Because religion is central to many cultures, “the important part of religious studies is to give students a sense of cultural sensitivity and cultural literacy” that will serve them both at Bates and thereafter.
Meet other tenure-track faculty members new to Bates in fall 2015:
Cultural literacy including media literacy, she notes — “helping students learn to critique what they see in the media, and to understand that there are impressions that they’re going to develop about religious communities that are very frequently skewed in one way or another.”
“We give them the tools to keep questioning what they’re exposed to.”
Melnick’s own academic experience demonstrates how powerful an exposure to unfamiliar cultures can be. She is a scholar of Asian religions — but she was a political science major when she signed up for the University of Michigan study-abroad program in China and Tibet that set her on her current course.
Thanks to that experience, “my entire concept of what I wanted to do with my life shifted,” she says. “In being exposed to and immersed in new cultures, you have opportunities to completely change your perspective.”
Melnick’s study-abroad group visited Tibet and Tibetan cultural regions in western China. The following year she had the opportunity to repeat the experience, this time working with faculty mentors who guided her in creating an independent research project.
“I was traveling to different nunneries and talking to Tibetan nuns,” she explains. “Learning about their daily lives, learning about what their religious practice was like, what their access to religious education was.
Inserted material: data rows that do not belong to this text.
//! Connected display outputs and how wallpapers reach them

/// Compositor subprocess probing for connected outputs
pub mod detect;
/// Persisted rotation cursor over configured monitors
pub mod rotation;
/// External wallpaper setter invocation
pub mod setter;

use serde::Serialize;

/// A connected display output as reported by the compositor
#[derive(Debug, Clone, PartialEq, Eq, Serialize)]
pub struct Monitor {
    /// Compositor output name (e.g., `DP-1`); the monitor's identity
    pub name: String,
    /// Active mode as a `WxH` string
    pub resolution: String,
}
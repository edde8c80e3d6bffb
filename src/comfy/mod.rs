/// Generation driver: submit, poll, fetch
pub mod client;
/// Blocking HTTP session with retry and backoff
pub mod transport;
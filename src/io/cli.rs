//! Command-line interface for single-shot wallpaper generation

use crate::io::configuration::Config;
use crate::io::error::{config_invalid, Result};
use crate::math::probability::RandomSelector;
use crate::monitor::detect;
use crate::monitor::rotation::RotationState;
use crate::pipeline::context::RunContext;
use crate::pipeline::executor::{PipelineExecutor, RunOptions};
use crate::prompt::resolve::TemplateResolver;
use crate::prompt::template::Template;
use clap::{Parser, Subcommand};
use std::path::PathBuf;

#[derive(Parser)]
#[command(name = "comfywall")]
#[command(
    author,
    version,
    about = "Deterministic AI wallpapers for multi-monitor Wayland desktops"
)]
/// Top-level command-line arguments
pub struct Cli {
    /// Configuration file (default: ~/.config/comfywall/config.toml)
    #[arg(short, long, value_name = "FILE", global = true)]
    pub config: Option<PathBuf>,

    /// Suppress progress output
    #[arg(short, long, global = true)]
    pub quiet: bool,

    /// Log filter (overrides RUST_LOG, e.g., "debug" or "comfywall=trace")
    #[arg(long, value_name = "FILTER", global = true)]
    pub log_level: Option<String>,

    #[command(subcommand)]
    command: Command,
}

#[derive(Subcommand)]
enum Command {
    /// Generate and install a wallpaper
    Generate {
        /// Target one monitor by name (rotation cursor untouched)
        #[arg(short, long, conflicts_with = "all")]
        monitor: Option<String>,

        /// Generate for every configured monitor
        #[arg(short, long)]
        all: bool,

        /// Print the plan without network calls or file writes
        #[arg(short = 'n', long)]
        dry_run: bool,

        /// Override the scheduler-selected theme
        #[arg(short, long)]
        theme: Option<String>,

        /// Override the seeded template selection
        #[arg(short = 'T', long)]
        template: Option<String>,
    },

    /// Resolve and print prompts without generating
    Prompt {
        /// Theme to resolve against (default: scheduler selection)
        #[arg(short, long)]
        theme: Option<String>,

        /// Template filename (default: the theme's default template)
        #[arg(short = 'T', long)]
        template: Option<String>,

        /// Fixed seed (default: the current time slot)
        #[arg(short, long)]
        seed: Option<u64>,

        /// Monitor name used as the seed discriminator
        #[arg(short, long)]
        monitor: Option<String>,

        /// Emit machine-readable JSON
        #[arg(long)]
        json: bool,
    },

    /// Show service health, monitors, and the theme schedule
    Status {
        /// Emit machine-readable JSON
        #[arg(long)]
        json: bool,
    },

    /// Inspect or reset the rotation state
    Rotate {
        /// Discard the persisted cursor
        #[arg(long)]
        reset: bool,
    },
}

impl Cli {
    /// Effective log filter directive
    pub fn log_filter(&self) -> String {
        match (&self.log_level, self.quiet) {
            (Some(filter), _) => filter.clone(),
            (None, true) => "warn".to_string(),
            (None, false) => "info".to_string(),
        }
    }
}

/// Executes the parsed command against a loaded configuration
pub struct CommandProcessor {
    cli: Cli,
}

impl CommandProcessor {
    /// Create a processor for parsed arguments
    pub fn new(cli: Cli) -> Self {
        Self { cli }
    }

    /// Run the selected command
    ///
    /// # Errors
    ///
    /// Propagates pipeline failures for exit-code mapping in `main`.
    pub fn process(&self) -> Result<()> {
        let config = Config::load(self.cli.config.as_deref())?;

        match &self.cli.command {
            Command::Generate {
                monitor,
                all,
                dry_run,
                theme,
                template,
            } => {
                let ctx = RunContext::new(config)?;
                let options = RunOptions {
                    dry_run: *dry_run,
                    quiet: self.cli.quiet,
                    theme_override: theme.clone(),
                    template_override: template.clone(),
                };
                let mut executor = PipelineExecutor::new(ctx, options);
                match (monitor, all) {
                    (Some(name), _) => executor.run_monitor(name),
                    (None, true) => executor.run_all(),
                    (None, false) => executor.run_next(),
                }
            }
            Command::Prompt {
                theme,
                template,
                seed,
                monitor,
                json,
            } => self.print_prompt(config, theme.as_deref(), template.as_deref(), *seed, monitor.as_deref(), *json),
            Command::Status { json } => self.print_status(&config, *json),
            Command::Rotate { reset } => self.rotate(&config, *reset),
        }
    }

    /// `prompt`: resolve a template and print the sections
    fn print_prompt(
        &self,
        config: Config,
        theme: Option<&str>,
        template: Option<&str>,
        seed: Option<u64>,
        monitor: Option<&str>,
        json: bool,
    ) -> Result<()> {
        let mut ctx = RunContext::new(config)?;
        let now = chrono::Local::now().naive_local();

        let seed = match seed {
            Some(seed) => seed,
            None => ctx.seed_source().slot_seed(now, monitor),
        };

        let theme_name = match theme {
            Some(name) => ctx.resolve_theme(name)?,
            None => {
                let mut rng = RandomSelector::new(seed);
                let choice = ctx.scheduler().sample_theme(now, &mut rng)?;
                ctx.resolve_theme(&choice.theme)?
            }
        };
        let theme_config = ctx.config().theme(&theme_name).cloned().unwrap_or_default();
        let template_name = template.unwrap_or_else(|| theme_config.default_template());

        let template_path = ctx.config().theme_prompts_dir(&theme_name).join(template_name);
        let text = std::fs::read_to_string(&template_path).map_err(|_| {
            config_invalid(
                &format!("themes.{theme_name}"),
                format!("template '{}' not found", template_path.display()),
            )
        })?;
        let parsed = Template::parse(template_name, &text)?;
        let result = TemplateResolver::new(ctx.atoms_mut(&theme_name)).resolve(&parsed, seed)?;

        if json {
            println!(
                "{}",
                serde_json::to_string_pretty(&result)
                    .map_err(|e| config_invalid("<json>", e.to_string()))?
            );
            return Ok(());
        }

        for (name, text) in &result.prompts {
            println!("[{name}]");
            println!("{text}");
            println!();
        }
        for (name, text) in &result.negatives {
            println!("[{name}:negative]");
            println!("{text}");
            println!();
        }
        println!("theme: {theme_name} | template: {template_name} | seed: {seed}");
        Ok(())
    }

    /// `status`: service health, monitors, schedule phase and table
    fn print_status(&self, config: &Config, json: bool) -> Result<()> {
        let ctx = RunContext::new(config.clone())?;
        let now = chrono::Local::now().naive_local();

        let transport = crate::comfy::transport::Transport::new(&config.service)?;
        let health = transport.health();

        let monitors = detect::list_connected().unwrap_or_default();
        let (phase, mix) = ctx.scheduler().mixture_at(now)?;
        let table = ctx.scheduler().schedule_table(now.date(), 60)?;

        if json {
            let summary = serde_json::json!({
                "service": {
                    "base_url": config.service.base_url,
                    "reachable": health.is_ok(),
                },
                "monitors": monitors,
                "phase": phase,
                "mix": mix,
                "schedule": table,
            });
            println!(
                "{}",
                serde_json::to_string_pretty(&summary)
                    .map_err(|e| config_invalid("<json>", e.to_string()))?
            );
            return Ok(());
        }

        match health {
            Ok(_) => println!("service: {} (reachable)", config.service.base_url),
            Err(e) => println!("service: {} (unreachable: {e})", config.service.base_url),
        }

        if monitors.is_empty() {
            println!("monitors: none detected");
        } else {
            println!("monitors:");
            for monitor in &monitors {
                let configured = config.monitor(&monitor.name).is_some();
                let marker = if configured { "" } else { " (unconfigured)" };
                println!("  {} {}{marker}", monitor.name, monitor.resolution);
            }
        }

        println!("phase: {phase:?}");
        for entry in mix.entries() {
            println!("  {} {:.0}%", entry.name, entry.probability * 100.0);
        }
        println!();
        println!(
            "{}",
            crate::schedule::ThemeScheduler::render_table(&table)
        );
        Ok(())
    }

    /// `rotate`: show or reset the persisted cursor
    fn rotate(&self, config: &Config, reset: bool) -> Result<()> {
        let mut state = RotationState::load(config.state_file());

        if reset {
            state.reset()?;
            println!("rotation state reset");
            return Ok(());
        }

        match state.cursor() {
            Some(cursor) => println!("next monitor: {cursor}"),
            None => println!("next monitor: (first configured)"),
        }
        for name in config.monitor_names() {
            match state.last_served(&name) {
                Some(instant) => println!("  {name}: last served {instant}"),
                None => println!("  {name}: never served"),
            }
        }
        Ok(())
    }
}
It was really interesting.”
In turn, Melnick aims to involve her Bates students in independent research beyond the confines of campus. “I hope to take students with me into the field in the summer, or possibly Short Term, and work with them on research that I’m interested in, but also give them a chance to do their own research.
“The idea is bring several students with me as I travel to different monasteries or nunneries, introduce them to interpreters who might help them conduct interviews, and so forth.”
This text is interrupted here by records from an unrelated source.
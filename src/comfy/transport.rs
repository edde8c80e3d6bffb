//! Blocking HTTP transport for the ComfyUI API
//!
//! One pooled session per run. Connection errors, read timeouts, and 5xx
//! responses are retried with exponential backoff; everything else surfaces
//! immediately.

use crate::io::configuration::{
    ServiceConfig, HTTP_POOL_MAX_IDLE_PER_HOST, RETRY_ATTEMPTS, RETRY_BACKOFF_SECS, USER_AGENT,
};
use crate::io::error::{PipelineError, Result};
use serde::Deserialize;
use serde_json::Value;
use std::time::Duration;

/// Acknowledgement returned by workflow submission
#[derive(Debug, Clone, Deserialize)]
pub struct SubmitAck {
    /// Opaque identifier for the queued prompt
    pub prompt_id: String,
    /// Position in the execution queue, when reported
    #[serde(rename = "number")]
    pub queue_position: Option<u64>,
}

/// Location of a generated image on the service
#[derive(Debug, Clone, PartialEq, Eq)]
pub struct ImageRef {
    /// Image filename
    pub filename: String,
    /// Subfolder below the service output directory
    pub subfolder: String,
    /// Service image type (`output` or `temp`)
    pub kind: String,
}

/// Outcome of one transport attempt
enum Attempt<T> {
    Done(T),
    Retry(String),
    Fatal(PipelineError),
}

/// Pooled blocking HTTP session bound to one service base URL
pub struct Transport {
    client: reqwest::blocking::Client,
    base_url: String,
    client_id: String,
}

impl Transport {
    /// Build a session for the configured service
    ///
    /// # Errors
    ///
    /// Returns `NetworkUnreachable` when the HTTP client cannot be built.
    pub fn new(service: &ServiceConfig) -> Result<Self> {
        let base_url = service.base_url.trim_end_matches('/').to_string();
        let client = reqwest::blocking::Client::builder()
            .user_agent(USER_AGENT)
            .pool_max_idle_per_host(HTTP_POOL_MAX_IDLE_PER_HOST)
            .connect_timeout(Duration::from_secs(10))
            .build()
            .map_err(|e| PipelineError::NetworkUnreachable {
                url: base_url.clone(),
                reason: format!("failed to build HTTP client: {e}"),
            })?;

        Ok(Self {
            client,
            base_url,
            client_id: uuid::Uuid::new_v4().to_string(),
        })
    }

    /// Service base URL without a trailing slash
    pub fn base_url(&self) -> &str {
        &self.base_url
    }

    /// Stable client identifier sent with every submission
    pub fn client_id(&self) -> &str {
        &self.client_id
    }

    /// Probe service health via `GET /system_stats`
    ///
    /// # Errors
    ///
    /// Returns `NetworkUnreachable` after retries are exhausted.
    pub fn health(&self) -> Result<Value> {
        self.with_retries("health check", || {
            let response = match self
                .client
                .get(format!("{}/system_stats", self.base_url))
                .timeout(Duration::from_secs(10))
                .send()
            {
                Ok(response) => response,
                Err(e) => return transport_attempt(e),
            };
            let status = response.status();
            if status.is_server_error() {
                return Attempt::Retry(format!("HTTP {status}"));
            }
            if !status.is_success() {
                return Attempt::Fatal(PipelineError::NetworkUnreachable {
                    url: self.base_url.clone(),
                    reason: format!("health check returned HTTP {status}"),
                });
            }
            match response.json::<Value>() {
                Ok(value) => Attempt::Done(value),
                Err(e) => Attempt::Retry(format!("invalid health response: {e}")),
            }
        })
    }

    /// Submit a workflow via `POST /prompt`
    ///
    /// # Errors
    ///
    /// Returns `SubmissionRejected` on 4xx responses and
    /// `NetworkUnreachable` after transport retries are exhausted.
    pub fn submit(&self, workflow: &Value) -> Result<SubmitAck> {
        let payload = serde_json::json!({
            "prompt": workflow,
            "client_id": self.client_id,
        });

        self.with_retries("workflow submission", || {
            let response = match self
                .client
                .post(format!("{}/prompt", self.base_url))
                .timeout(Duration::from_secs(30))
                .json(&payload)
                .send()
            {
                Ok(response) => response,
                Err(e) => return transport_attempt(e),
            };

            let status = response.status();
            if status.is_server_error() {
                return Attempt::Retry(format!("HTTP {status}"));
            }
            if status.is_client_error() {
                let body = response.text().unwrap_or_else(|_| "<unreadable body>".to_string());
                return Attempt::Fatal(PipelineError::SubmissionRejected {
                    reason: format!("HTTP {status}: {body}"),
                });
            }
            match response.json::<SubmitAck>() {
                Ok(ack) => Attempt::Done(ack),
                Err(e) => Attempt::Fatal(PipelineError::SubmissionRejected {
                    reason: format!("unparseable submission response: {e}"),
                }),
            }
        })
    }

    /// Poll the history record via `GET /history/{prompt_id}`
    ///
    /// Returns `None` while the prompt is still pending.
    ///
    /// # Errors
    ///
    /// Returns `NetworkUnreachable` after retries are exhausted.
    pub fn history(&self, prompt_id: &str) -> Result<Option<Value>> {
        self.with_retries("history poll", || {
            let response = match self
                .client
                .get(format!("{}/history/{prompt_id}", self.base_url))
                .timeout(Duration::from_secs(10))
                .send()
            {
                Ok(response) => response,
                Err(e) => return transport_attempt(e),
            };

            let status = response.status();
            if status == reqwest::StatusCode::NOT_FOUND {
                return Attempt::Done(None);
            }
            if status.is_server_error() {
                return Attempt::Retry(format!("HTTP {status}"));
            }
            if !status.is_success() {
                return Attempt::Fatal(PipelineError::NetworkUnreachable {
                    url: self.base_url.clone(),
                    reason: format!("history poll returned HTTP {status}"),
                });
            }
            match response.json::<Value>() {
                Ok(value) => Attempt::Done(value.get(prompt_id).cloned()),
                Err(e) => Attempt::Retry(format!("invalid history response: {e}")),
            }
        })
    }

    /// Download image bytes via `GET /view`
    ///
    /// # Errors
    ///
    /// Returns `ImageFetchFailed` when the referenced image cannot be
    /// retrieved or decodes to an empty body.
    pub fn fetch_image(&self, image: &ImageRef) -> Result<Vec<u8>> {
        let fetch_failed = |reason: String| PipelineError::ImageFetchFailed {
            filename: image.filename.clone(),
            reason,
        };

        self.with_retries("image fetch", || {
            let response = match self
                .client
                .get(format!("{}/view", self.base_url))
                .query(&[
                    ("filename", image.filename.as_str()),
                    ("subfolder", image.subfolder.as_str()),
                    ("type", image.kind.as_str()),
                ])
                .timeout(Duration::from_secs(60))
                .send()
            {
                Ok(response) => response,
                Err(e) => return transport_attempt(e),
            };

            let status = response.status();
            if status.is_server_error() {
                return Attempt::Retry(format!("HTTP {status}"));
            }
            if !status.is_success() {
                return Attempt::Fatal(fetch_failed(format!("HTTP {status}")));
            }
            let bytes = match response.bytes() {
                Ok(bytes) => bytes.to_vec(),
                Err(e) => return Attempt::Retry(format!("body read failed: {e}")),
            };
            if bytes.is_empty() {
                return Attempt::Fatal(fetch_failed("empty response body".to_string()));
            }
            Attempt::Done(bytes)
        })
    }

    /// Run an operation with bounded retries and exponential backoff
    fn with_retries<T>(&self, what: &str, mut op: impl FnMut() -> Attempt<T>) -> Result<T> {
        let mut last_reason = String::new();

        for attempt in 0..RETRY_ATTEMPTS {
            match op() {
                Attempt::Done(value) => return Ok(value),
                Attempt::Fatal(error) => return Err(error),
                Attempt::Retry(reason) => {
                    last_reason = reason;
                    if attempt + 1 < RETRY_ATTEMPTS {
                        let delay = RETRY_BACKOFF_SECS
                            .get(attempt)
                            .copied()
                            .unwrap_or_else(|| RETRY_BACKOFF_SECS[RETRY_BACKOFF_SECS.len() - 1]);
                        tracing::warn!(
                            what,
                            attempt = attempt + 1,
                            delay_secs = delay,
                            reason = %last_reason,
                            "transient transport failure, backing off"
                        );
                        std::thread::sleep(Duration::from_secs(delay));
                    }
                }
            }
        }

        Err(PipelineError::NetworkUnreachable {
            url: self.base_url.clone(),
            reason: format!("{what} failed after {RETRY_ATTEMPTS} attempts: {last_reason}"),
        })
    }
}

/// Classify a reqwest error as retryable or fatal
fn transport_attempt<T>(error: reqwest::Error) -> Attempt<T> {
    if error.is_connect() || error.is_timeout() || error.is_request() {
        Attempt::Retry(error.to_string())
    } else {
        Attempt::Retry(format!("unexpected transport error: {error}"))
    }
}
“I feel like Bates is just a great embodiment of the liberal arts.”
As a researcher, Melnick says, “I’m most concerned with bringing forth the story of women’s lives in the Asian religious world, specifically in the Tibetan and Chinese Buddhist worlds. Especially in the Tibetan tradition, we have a fair amount of unstudied texts about women within Buddhist communities. Sharing those stories is important to me.”
She adds, “I’m very interested in the role that gender plays in religious institutions and how gender dynamics affect the creation of those institutions” — and ideally, Melnick would love to collaborate with scholars investigating gender roles within other religious traditions.
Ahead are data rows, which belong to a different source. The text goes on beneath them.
//! Seeded resolution of template sections into final prompt strings
//!
//! Each section gets its own PRNG derived from the base seed and a stable
//! hash of the section name, so different sections draw independently while
//! the whole resolution stays reproducible.

use crate::io::configuration::SUBSTITUTION_PASS_LIMIT;
use crate::io::error::{PipelineError, Result};
use crate::math::probability::{fnv1a64, RandomSelector};
use crate::prompt::atoms::AtomStore;
use crate::prompt::template::Template;
use serde::Serialize;
use std::collections::BTreeMap;

/// Resolved prompt sections plus the seed that produced them
#[derive(Debug, Clone, Serialize)]
pub struct PromptResult {
    /// Resolved non-negative sections keyed by base name
    pub prompts: BTreeMap<String, String>,
    /// Resolved negative sections keyed by base name
    pub negatives: BTreeMap<String, String>,
    /// Seed all random draws were derived from
    pub seed: u64,
}

impl PromptResult {
    /// Negative counterpart of a section, empty when absent
    pub fn negative_or_empty(&self, base: &str) -> &str {
        self.negatives.get(base).map_or("", String::as_str)
    }
}

/// Resolves wildcard and variant constructs against an atom store
pub struct TemplateResolver<'a> {
    atoms: &'a mut AtomStore,
}

impl<'a> TemplateResolver<'a> {
    /// Create a resolver borrowing the run's atom store
    pub fn new(atoms: &'a mut AtomStore) -> Self {
        Self { atoms }
    }

    /// Resolve every section of a template with the given base seed
    ///
    /// # Errors
    ///
    /// Returns `TemplateSyntax` on malformed variants, `AtomMissing` or
    /// `AtomEmpty` when a wildcard cannot be satisfied.
    pub fn resolve(&mut self, template: &Template, seed: u64) -> Result<PromptResult> {
        let mut prompts = BTreeMap::new();
        let mut negatives = BTreeMap::new();

        for section in template.sections() {
            let scoped = seed ^ fnv1a64(&section.name.to_string());
            let mut selector = RandomSelector::new(scoped);
            let resolved =
                self.resolve_text(template.label(), &section.text(), &mut selector)?;

            if section.name.is_negative() {
                negatives.insert(section.name.base().to_string(), resolved);
            } else {
                prompts.insert(section.name.base().to_string(), resolved);
            }
        }

        Ok(PromptResult {
            prompts,
            negatives,
            seed,
        })
    }

    /// Repeatedly substitute constructs until the text is stable
    ///
    /// The pass ceiling bounds self-referential atom files; on hitting it the
    /// partially resolved text is kept with a warning.
    fn resolve_text(
        &mut self,
        label: &str,
        text: &str,
        selector: &mut RandomSelector,
    ) -> Result<String> {
        let mut current = text.to_string();

        for _ in 0..SUBSTITUTION_PASS_LIMIT {
            let (next, changed) = self.substitute_pass(label, &current, selector)?;
            current = next;
            if !changed {
                return Ok(current.trim().to_string());
            }
        }

        tracing::warn!(
            template = label,
            limit = SUBSTITUTION_PASS_LIMIT,
            "substitution pass ceiling reached, keeping partially resolved text"
        );
        Ok(current.trim().to_string())
    }

    /// One left-to-right pass replacing each construct encountered once
    ///
    /// Replacement text is not rescanned within the pass, so atoms that
    /// expand to further constructs resolve on the following pass.
    fn substitute_pass(
        &mut self,
        label: &str,
        text: &str,
        selector: &mut RandomSelector,
    ) -> Result<(String, bool)> {
        let bytes = text.as_bytes();
        let mut out = String::with_capacity(text.len());
        let mut changed = false;
        let mut i = 0;

        while i < bytes.len() {
            if bytes[i] == b'_' && text[i..].starts_with("__") {
                if let Some((name, token_len)) = scan_wildcard(&text[i..]) {
                    let atom = self.atoms.select(name, selector)?;
                    out.push_str(&atom);
                    i += token_len;
                    changed = true;
                    continue;
                }
            }

            if bytes[i] == b'{' {
                let (choice, token_len) = resolve_variant(label, &text[i..], selector)?;
                out.push_str(&choice);
                i += token_len;
                changed = true;
                continue;
            }

            if bytes[i] == b'}' {
                return Err(variant_syntax(label, "unbalanced '}' outside a variant"));
            }

            let ch = text[i..].chars().next().unwrap_or('\u{fffd}');
            out.push(ch);
            i += ch.len_utf8();
        }

        Ok((out, changed))
    }
}

/// Scan a `__path__` wildcard at the start of `text`
///
/// Returns the atom name and total token length, or `None` when the leading
/// underscores do not open a valid wildcard.
fn scan_wildcard(text: &str) -> Option<(&str, usize)> {
    let inner = &text[2..];
    let end = inner.find("__")?;
    let name = &inner[..end];
    let valid = !name.is_empty()
        && name
            .chars()
            .all(|c| c.is_ascii_lowercase() || c.is_ascii_digit() || c == '_' || c == '/');
    valid.then_some((name, end + 4))
}

/// Resolve a `{a|b|c}` variant at the start of `text`
///
/// Supports the weighted form `{w::a|w::b}`; weights must be positive finite
/// numbers. Returns the selected alternative and total token length.
fn resolve_variant(
    label: &str,
    text: &str,
    selector: &mut RandomSelector,
) -> Result<(String, usize)> {
    let inner_start = 1;
    let mut close = None;
    for (idx, ch) in text[inner_start..].char_indices() {
        match ch {
            '{' => {
                return Err(variant_syntax(
                    label,
                    "variants cannot nest inside other variants",
                ))
            }
            '}' => {
                close = Some(inner_start + idx);
                break;
            }
            _ => {}
        }
    }
    let close = close.ok_or_else(|| variant_syntax(label, "unbalanced '{' in variant"))?;
    let inner = &text[inner_start..close];

    let mut alternatives = Vec::new();
    let mut weights = Vec::new();
    for alt in inner.split('|') {
        match alt.split_once("::") {
            Some((prefix, body)) => {
                let weight: f64 = prefix.trim().parse().map_err(|_| {
                    variant_syntax(label, format!("variant weight '{prefix}' is not a number"))
                })?;
                if !weight.is_finite() || weight <= 0.0 {
                    return Err(variant_syntax(
                        label,
                        format!("variant weight '{prefix}' must be positive"),
                    ));
                }
                alternatives.push(body);
                weights.push(weight);
            }
            None => {
                alternatives.push(alt);
                weights.push(1.0);
            }
        }
    }

    let index = selector.weighted_choice(&weights);
    Ok((alternatives[index].to_string(), close + 1))
}

fn variant_syntax(label: &str, reason: impl ToString) -> PipelineError {
    PipelineError::TemplateSyntax {
        template: label.to_string(),
        reason: reason.to_string(),
    }
}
A second research focus within Tibetan Buddhism is hagiography. “It’s this fascinating literary genre that talks about the lives of saints,” she explains, “but it incorporates historical material, it incorporates miracles, visions, dreams, and all sorts of other things.
“It’s one of the most prolific literary genres in Tibet. So it can be useful for us to understand Tibetan history, culture, society, and the evolution of Tibetan Buddhism.”
Melnick was excited to hear about the religious studies opening at Bates, a school she has admired for its senior thesis program, commitment to environmental sustainability, and especially quality of teaching. “I’ve been blown away by what I’ve heard about Bates — about how students and faculty engage with each other in the classroom and in independent research for students.
“I feel like Bates is just a great embodiment of the liberal arts.”
With no religious studies major offered at Michigan at the time, Melnick graduated in 2003 with an Asian studies degree, and earned advanced degrees in religious studies at the University of Virginia, where she was introduced to religious studies as a discipline.
Melnick lives in Lewiston with her husband, Eric Dyer, who works for Whole Foods in Portland. They are avid paddlers, campers, and hikers, and Melnick also works with fiber as a spinner and knitter.